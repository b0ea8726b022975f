use siftr_common::config::Config;
use siftr_common::success;
use siftr_core::pipeline;
use siftr_core::store::fs::FsStore;

pub fn windows(cfg: &Config) -> anyhow::Result<()> {
    let store = FsStore::new(&cfg.data_dir);
    let today = chrono::Utc::now().date_naive();

    let written = pipeline::write_window_artifacts(cfg, &store, today)?;

    success!("{written} window artifacts rebuilt");
    Ok(())
}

--

| Task instructions |
List all lines from the entries that include the word "store".

| Output for this task |
use siftr_core::store::fs::FsStore;
    let store = FsStore::new(&cfg.data_dir);
    let written = pipeline::write_window_artifacts(cfg, &store, today)?;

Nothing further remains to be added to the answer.